Auch beim Flexpreis, der ursprünglich für eine höhere Planungssicherheit gedacht war, hat sich das Bild gewandelt. Während 2016 lediglich leichte Schwankungen angekündigt wurden, zeigen die aktuellen Daten für das Fahrplanjahr 2025 deutliche Preisspannen auf identischen Strecken:

* **Berlin–Köln:** Die Preise variierten zwischen 99,90 Euro und 185,10 Euro.

* **Frankfurt–Hamburg:** Hier wurde die größte absolute Differenz von 154,20 Euro gemessen.

An Tagen mit hoher Nachfrage ist der Flexpreis auf vielen Verbindungen mehr als doppelt so teuer wie an Tagen mit geringerem Aufkommen. Dies konterkariert den ursprünglichen Gedanken eines flexiblen, aber preislich stabilen Tarifs.

Preisanstiege bei mittelfristigen Buchungen

Die Deutsche Bahn hatte zum Fahrplanwechsel 2025/2026 angekündigt, auf die üblichen Preiserhöhungen zu verzichten. Die Analyse der vzbv-Daten relativiert dieses Versprechen jedoch. Zwar blieben die Durchschnittspreise bei sehr kurzfristigen sowie sehr langfristigen Buchungen stabil oder sanken sogar leicht, doch bei Buchungen mit einem Vorlauf von drei Wochen zeigte sich ein anderes Bild: Im ersten Quartal 2026 stiegen die Sparpreise hier im Schnitt um 36 Prozent an. Auf manchen Strecken verdoppelten sich die Kosten im Vergleich zum Vorjahr sogar.

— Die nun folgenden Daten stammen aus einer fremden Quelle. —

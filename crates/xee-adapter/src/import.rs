//! Copying subtrees from one xot arena into another

use xml_engine_traits::error::{Error, Result};
use xot::{NameId, NamespaceId, Node, PrefixId, Value, Xot};

/// Recreates nodes of `source` inside `target`, re-interning every name,
/// namespace and prefix on the way.
pub(crate) struct Importer<'a> {
    source: &'a Xot,
    target: &'a mut Xot,
}

impl<'a> Importer<'a> {
    pub(crate) fn new(source: &'a Xot, target: &'a mut Xot) -> Self {
        Self { source, target }
    }

    /// Import `node` and its subtree.
    ///
    /// Prefixes declared on the source ancestors of an element are
    /// redeclared on the copy so it serializes on its own.
    pub(crate) fn import_root(&mut self, node: Node) -> Result<Node> {
        let source = self.source;
        let imported = self.import(node)?;
        if !source.is_element(node) {
            return Ok(imported);
        }
        for ancestor in source.ancestors(node).skip(1) {
            if !source.is_element(ancestor) {
                continue;
            }
            for (prefix, namespace) in source.namespaces(ancestor).iter() {
                let prefix = self.prefix(prefix);
                if self.target.namespaces(imported).contains_key(prefix) {
                    continue;
                }
                let namespace = self.namespace(*namespace);
                self.target
                    .namespaces_mut(imported)
                    .insert(prefix, namespace);
            }
        }
        Ok(imported)
    }

    fn import(&mut self, node: Node) -> Result<Node> {
        let source = self.source;
        let imported = match source.value(node) {
            Value::Document => self.target.new_document(),
            Value::Element(element) => {
                let name = self.name(element.name());
                let imported = self.target.new_element(name);
                for (prefix, namespace) in source.namespaces(node).iter() {
                    let prefix = self.prefix(prefix);
                    let namespace = self.namespace(*namespace);
                    self.target
                        .namespaces_mut(imported)
                        .insert(prefix, namespace);
                }
                for (name, value) in source.attributes(node).iter() {
                    let name = self.name(name);
                    self.target
                        .attributes_mut(imported)
                        .insert(name, value.clone());
                }
                imported
            }
            Value::Text(text) => self.target.new_text(text.get()),
            Value::Comment(comment) => self.target.new_comment(comment.get()),
            Value::ProcessingInstruction(pi) => {
                let target = self.name(pi.target());
                self.target.new_processing_instruction(target, pi.data())
            }
            Value::Attribute(attribute) => {
                let name = self.name(attribute.name());
                self.target
                    .new_attribute_node(name, attribute.value().to_string())
            }
            Value::Namespace(namespace) => {
                let prefix = self.prefix(namespace.prefix());
                let uri = self.namespace(namespace.namespace());
                self.target.new_namespace_node(prefix, uri)
            }
        };
        for child in source.children(node) {
            let child = self.import(child)?;
            self.target
                .append(imported, child)
                .map_err(|e| Error::structure(e.to_string()))?;
        }
        Ok(imported)
    }

    fn name(&mut self, name: NameId) -> NameId {
        let (local, uri) = self.source.name_ns_str(name);
        if uri.is_empty() {
            self.target.add_name(local)
        } else {
            let namespace = self.target.add_namespace(uri);
            self.target.add_name_ns(local, namespace)
        }
    }

    fn namespace(&mut self, namespace: NamespaceId) -> NamespaceId {
        self.target
            .add_namespace(self.source.namespace_str(namespace))
    }

    fn prefix(&mut self, prefix: PrefixId) -> PrefixId {
        let prefix = self.source.prefix_str(prefix);
        if prefix.is_empty() {
            self.target.empty_prefix()
        } else {
            self.target.add_prefix(prefix)
        }
    }
}
//! Basic tests for xee-adapter

use pretty_assertions::assert_eq;
use xee_adapter::XeeEngine;
use xml_engine_traits::{Error, MutableXmlTree, NodeType, XPathEngine, XmlTree};

#[test]
fn test_parse_and_navigate() {
    let mut engine = XeeEngine::new();
    let doc = engine.parse_xml("<root><item>test</item></root>").unwrap();

    let root = engine.document_element(&doc).unwrap();
    assert_eq!(engine.node_name(&root), Some("root".to_string()));
    assert_eq!(engine.parent(&root), Some(doc));

    let children = engine.children(&root);
    assert_eq!(children.len(), 1);
    assert_eq!(engine.node_name(&children[0]), Some("item".to_string()));
    assert_eq!(engine.text_content(&children[0]), "test");
}

#[test]
fn test_parse_error() {
    let mut engine = XeeEngine::new();
    let result = engine.parse_xml("<root><item></root>");
    assert!(matches!(result, Err(Error::XmlParse(_))));
}

#[test]
fn test_serialize_compact_and_pretty() {
    let mut engine = XeeEngine::new();
    let doc = engine.parse_xml("<a><b/></a>").unwrap();

    assert_eq!(engine.serialize(&doc, false).unwrap(), "<a><b/></a>");
    assert_eq!(engine.serialize(&doc, true).unwrap(), "<a>\n  <b/>\n</a>\n");
}

#[test]
fn test_select_nodes() {
    let mut engine = XeeEngine::new();
    let doc = engine
        .parse_xml(r#"<root><item id="1"/><item id="2"/><other/></root>"#)
        .unwrap();

    let items = engine.select("//item", &doc).unwrap();
    assert_eq!(items.len(), 2);
    assert_eq!(engine.get_attribute(&items[1], "id"), Some("2".to_string()));
}

#[test]
fn test_select_relative_to_context() {
    let mut engine = XeeEngine::new();
    let doc = engine
        .parse_xml("<root><a><x/><x/></a><b><x/></b></root>")
        .unwrap();

    let b = engine.select("/root/b", &doc).unwrap()[0];
    assert_eq!(engine.select("x", &b).unwrap().len(), 1);
}

#[test]
fn test_select_atomic_is_error() {
    let mut engine = XeeEngine::new();
    let doc = engine.parse_xml("<root><a/></root>").unwrap();

    let result = engine.select("count(//a)", &doc);
    assert!(matches!(result, Err(Error::XPathEval(_))));
}

#[test]
fn test_compile_error() {
    let engine = XeeEngine::new();
    assert!(matches!(
        engine.compile_xpath("//["),
        Err(Error::XPathCompile(_))
    ));
    assert_eq!(engine.xpath_version(), "3.1");
}

#[test]
fn test_select_sees_mutations() {
    let mut engine = XeeEngine::new();
    let doc = engine.parse_xml("<root><a/></root>").unwrap();
    let root = engine.document_element(&doc).unwrap();

    let b = engine.create_element("b").unwrap();
    engine.append_child(&root, &b).unwrap();

    let all = engine.select("/root/*", &doc).unwrap();
    assert_eq!(all.len(), 2);
    assert_eq!(all[1], b);
}

#[test]
fn test_attributes() {
    let mut engine = XeeEngine::new();
    let doc = engine.parse_xml(r#"<root a="1"/>"#).unwrap();
    let root = engine.document_element(&doc).unwrap();

    engine.set_attribute(&root, "b", "2").unwrap();
    engine.set_attribute(&root, "a", "3").unwrap();
    assert_eq!(
        engine.attributes(&root),
        vec![
            ("a".to_string(), "3".to_string()),
            ("b".to_string(), "2".to_string())
        ]
    );

    engine.remove_attribute(&root, "a").unwrap();
    engine.remove_attribute(&root, "missing").unwrap();
    assert_eq!(engine.serialize(&doc, false).unwrap(), r#"<root b="2"/>"#);
}

#[test]
fn test_prefixed_attributes() {
    let mut engine = XeeEngine::new();
    let doc = engine
        .parse_xml(r#"<root xmlns:x="urn:x" x:a="1"/>"#)
        .unwrap();
    let root = engine.document_element(&doc).unwrap();

    assert_eq!(engine.get_attribute(&root, "x:a"), Some("1".to_string()));
    engine.set_attribute(&root, "x:b", "2").unwrap();
    assert_eq!(engine.get_attribute(&root, "x:b"), Some("2".to_string()));

    let unbound = engine.set_attribute(&root, "y:c", "3");
    assert!(matches!(unbound, Err(Error::Structure(_))));
}

#[test]
fn test_attribute_node_serializes_as_pair() {
    let mut engine = XeeEngine::new();
    let doc = engine.parse_xml(r#"<root a="x&amp;y"/>"#).unwrap();

    let attribute = engine.select("/root/@a", &doc).unwrap()[0];
    assert_eq!(engine.node_type(&attribute), NodeType::Attribute);
    assert_eq!(engine.serialize(&attribute, false).unwrap(), r#"a="x&amp;y""#);
}

#[test]
fn test_detach_keeps_node_usable() {
    let mut engine = XeeEngine::new();
    let doc = engine.parse_xml("<root><a>1</a><b/></root>").unwrap();
    let a = engine.select("//a", &doc).unwrap()[0];

    engine.detach(&a).unwrap();
    assert_eq!(engine.parent(&a), None);
    assert_eq!(engine.serialize(&a, false).unwrap(), "<a>1</a>");
    assert_eq!(engine.serialize(&doc, false).unwrap(), "<root><b/></root>");
}

#[test]
fn test_detached_text_serializes_escaped() {
    let mut engine = XeeEngine::new();
    let doc = engine.parse_xml("<root>a &lt; b &amp; c</root>").unwrap();
    let text = engine.select("/root/text()", &doc).unwrap()[0];

    engine.detach(&text).unwrap();
    assert_eq!(engine.serialize(&text, false).unwrap(), "a &lt; b &amp; c");

    let fresh = engine.create_text("x > y");
    assert_eq!(engine.serialize(&fresh, true).unwrap(), "x &gt; y");
}

#[test]
fn test_insert_siblings() {
    let mut engine = XeeEngine::new();
    let doc = engine.parse_xml("<root><b/></root>").unwrap();
    let b = engine.select("//b", &doc).unwrap()[0];

    let a = engine.create_element("a").unwrap();
    let c = engine.create_element("c").unwrap();
    engine.insert_before(&b, &a).unwrap();
    engine.insert_after(&b, &c).unwrap();
    assert_eq!(
        engine.serialize(&doc, false).unwrap(),
        "<root><a/><b/><c/></root>"
    );
}

#[test]
fn test_insert_next_to_attribute_is_refused() {
    let mut engine = XeeEngine::new();
    let doc = engine.parse_xml(r#"<root a="1"/>"#).unwrap();
    let attribute = engine.select("/root/@a", &doc).unwrap()[0];

    let new = engine.create_element("x").unwrap();
    assert!(matches!(
        engine.insert_before(&attribute, &new),
        Err(Error::Structure(_))
    ));
}

#[test]
fn test_set_text_content() {
    let mut engine = XeeEngine::new();
    let doc = engine
        .parse_xml(r#"<root a="1"><x>old<y/></x></root>"#)
        .unwrap();
    let x = engine.select("//x", &doc).unwrap()[0];
    let a = engine.select("/root/@a", &doc).unwrap()[0];

    engine.set_text_content(&x, "new").unwrap();
    engine.set_text_content(&a, "2").unwrap();
    assert_eq!(
        engine.serialize(&doc, false).unwrap(),
        r#"<root a="2"><x>new</x></root>"#
    );

    engine.set_text_content(&x, "").unwrap();
    assert_eq!(
        engine.serialize(&doc, false).unwrap(),
        r#"<root a="2"><x/></root>"#
    );
}

#[test]
fn test_clone_is_independent() {
    let mut engine = XeeEngine::new();
    let doc = engine.parse_xml("<root><a><b/></a></root>").unwrap();
    let a = engine.select("//a", &doc).unwrap()[0];

    let copy = engine.clone_node(&a);
    assert_ne!(copy, a);
    assert_eq!(engine.parent(&copy), None);
    assert_eq!(engine.serialize(&copy, false).unwrap(), "<a><b/></a>");
}

#[test]
fn test_import_between_engines() {
    let mut source = XeeEngine::new();
    let source_doc = source
        .parse_xml(r#"<wrap xmlns:x="urn:x"><x:item x:k="v">text<!--c--></x:item></wrap>"#)
        .unwrap();
    let item = source.select("//*[local-name() = 'item']", &source_doc).unwrap()[0];

    let mut target = XeeEngine::new();
    let doc = target.parse_xml("<root/>").unwrap();
    let root = target.document_element(&doc).unwrap();

    let imported = target.import_node(&source, &item).unwrap();
    target.append_child(&root, &imported).unwrap();

    assert_eq!(
        target.serialize(&doc, false).unwrap(),
        r#"<root><x:item xmlns:x="urn:x" x:k="v">text<!--c--></x:item></root>"#
    );
}

#[test]
fn test_strip_whitespace() {
    let mut engine = XeeEngine::new();
    let doc = engine.parse_xml("<root>\n  <a/>\n  <b>keep me</b>\n</root>").unwrap();

    engine.strip_whitespace(&doc);
    assert_eq!(
        engine.serialize(&doc, false).unwrap(),
        "<root><a/><b>keep me</b></root>"
    );
}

Strategien für Reisende: So lässt sich sparen

Wer auf die Bahn angewiesen ist und die Kosten begrenzen möchte, muss laut vzbv das Buchungsverhalten an die Dynamik des Systems anpassen:

* **Frühzeitige Planung:** Die besten Chancen auf niedrige Preise bestehen bei einer Buchung etwa zwölf Wochen im Voraus. Kurzfristige Käufe in der Reisewoche kosten im Schnitt fast das Dreifache.

* **Wahl der Reisezeit:** Randzeiten am frühen Morgen oder späten Abend sind deutlich günstiger als Verbindungen zur Hauptverkehrszeit.

* **Reisetage wählen:** Dienstag, Mittwoch und Samstag gelten als günstigere Reisetage, während Freitag und Sonntag aufgrund der hohen Nachfrage meist deutlich teurer sind.

Die Verbraucherschützer fordern von der Politik und dem Bahnvorstand grundlegende Reformen. Ein einfacheres und transparenteres Preissystem sei zwingend erforderlich, damit der Umstieg auf die Schiene nicht bereits an der Tarifstruktur scheitert.